Description of problem: When scaling up a cluster using IPI, we create a bmh resource, introspection starts and completes successfully. Afterwards, we increase the --replicas to start the deployment. If for some reason the deployment fails, we delete the bmh resource, then we decrease the --replicas back to the previous number, a working node is deprovisioned. Version-Release number of selected component (if applicable): 4.3.5 How reproducible: Always Steps to Reproduce: 1. Create bmh resource and wait until it's Ready 2. Scale up machineset to start deployment 3. Delete bmh 4. Scale down replicas to match the number of existing worker nodes Actual results: One working node is deprovisioned Expected results: No working node should be deprovisioned as scaling down is matching the actual number of existing workers. Additional info:
The first thing to mention is that deleting the BareMetalHost is probably not what you want. You should only do that when you don't want that Host to be part of the inventory any more (i.e. you will never provision it again). The baremetal Machine actuator will delete the Machine that has provisioned a Host if the Host is deleted, *but* only once the Host reaches the 'Deleting' state. That means the Host has to be completely deprovisioned first. This is probably something that we could improve. I'm not clear on how the MachineSet decides which Machine to remove when scaling down. But I suspect that in this scenario if you scale down before the Host has reached the Deleting state, there is no way for it to know that one Machine is not in good shape.
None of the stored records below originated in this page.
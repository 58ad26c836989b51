//! Error types for the cloud controller manager
//!
//! Every failure carries an [`ErrorKind`] so callers branch on the kind of
//! condition instead of comparing error values.

use std::time::Duration;

use strum::Display;
use thiserror::Error;
use xelon_api::ApiError;

/// Coarse classification of an [`Error`].
#[derive(Clone, Copy, Debug, PartialEq, Eq, Display)]
#[strum(serialize_all = "snake_case")]
pub enum ErrorKind {
    /// The resource does not exist (yet). Often means "nothing to do".
    NotFound,
    /// The cloud is still provisioning the resource; retry later.
    Provisioning,
    /// No eligible load balancer cluster or virtual IP was found.
    Unavailable,
    /// The operation would need a capability this controller does not have.
    Unsupported,
    Other,
}

#[derive(Debug, Error)]
pub enum Error {
    #[error("{resource} {id:?} not found")]
    NotFound { resource: &'static str, id: String },

    #[error("load balancer cluster {cluster_id} is being provisioned")]
    Provisioning { cluster_id: String },

    /// Retryable condition with a suggested delay for the caller.
    #[error("{message} (retry in {}s)", delay.as_secs())]
    Retry { message: String, delay: Duration },

    #[error("{message}")]
    Unavailable { message: String },

    #[error("unsupported: {message}")]
    Unsupported { message: String },

    #[error("load balancer cluster {cluster_id} is not active (current status: {status:?})")]
    Inactive { cluster_id: String, status: String },

    #[error(transparent)]
    Api(#[from] ApiError),

    #[error("kubernetes error: {source}")]
    Kube {
        #[from]
        source: kube::Error,
    },

    #[error("serialization error: {0}")]
    Serialization(#[from] serde_json::Error),

    #[error("invalid provider id {0:?}")]
    InvalidProviderId(String),

    /// The operation failed and persisting the annotations afterwards failed too.
    #[error("{source}; persisting service annotations also failed: {patch}")]
    PersistFailed {
        #[source]
        source: Box<Error>,
        patch: Box<Error>,
    },

    #[error("internal error: {0}")]
    Internal(String),
}

impl Error {
    pub fn kind(&self) -> ErrorKind {
        match self {
            Error::NotFound { .. } => ErrorKind::NotFound,
            Error::Provisioning { .. } | Error::Retry { .. } => ErrorKind::Provisioning,
            Error::Unavailable { .. } => ErrorKind::Unavailable,
            Error::Unsupported { .. } => ErrorKind::Unsupported,
            Error::PersistFailed { source, .. } => source.kind(),
            _ => ErrorKind::Other,
        }
    }

    /// Suggested delay before the caller retries, if this error carries one.
    pub fn retry_after(&self) -> Option<Duration> {
        match self {
            Error::Retry { delay, .. } => Some(*delay),
            Error::PersistFailed { source, .. } => source.retry_after(),
            _ => None,
        }
    }

    pub fn not_found(resource: &'static str, id: impl Into<String>) -> Self {
        Error::NotFound {
            resource,
            id: id.into(),
        }
    }

    pub fn unavailable(message: impl Into<String>) -> Self {
        Error::Unavailable {
            message: message.into(),
        }
    }

    pub fn unsupported(message: impl Into<String>) -> Self {
        Error::Unsupported {
            message: message.into(),
        }
    }

    /// Map a cloud API 404 to [`Error::NotFound`], pass everything else through.
    pub fn from_api(err: ApiError, resource: &'static str, id: &str) -> Self {
        if err.is_not_found() {
            Error::not_found(resource, id)
        } else {
            Error::Api(err)
        }
    }
}

pub type Result<T, E = Error> = std::result::Result<T, E>;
PR: https://github.com/openshift/cluster-api-provider-baremetal/pull/57
So this issue not only happens with deleting bmh's. If for any reason you end up with a replica higher than your actual nodes and you scale it down to match the existing amount of deployed nodes, it still deletes a working provisioned node.
That sounds like a problem with MachineSet then.
I'm not 100% sure, but I believe there was a special "machineset.clusters.k8s.io/delete-me=yes" annotation that can be added to the node so when the machineset is scaled down, it deletes first the nodes with that annotation (https://github.com/metal3-io/cluster-api-provider-baremetal/issues/10). It is from a while ago so maybe it is now different but just in case.
The problem is if I have a machineset with 20 replicas, but I only have 10 bmh objects. If I change the replicas to the same number of bmh, it shouldn't delete any node.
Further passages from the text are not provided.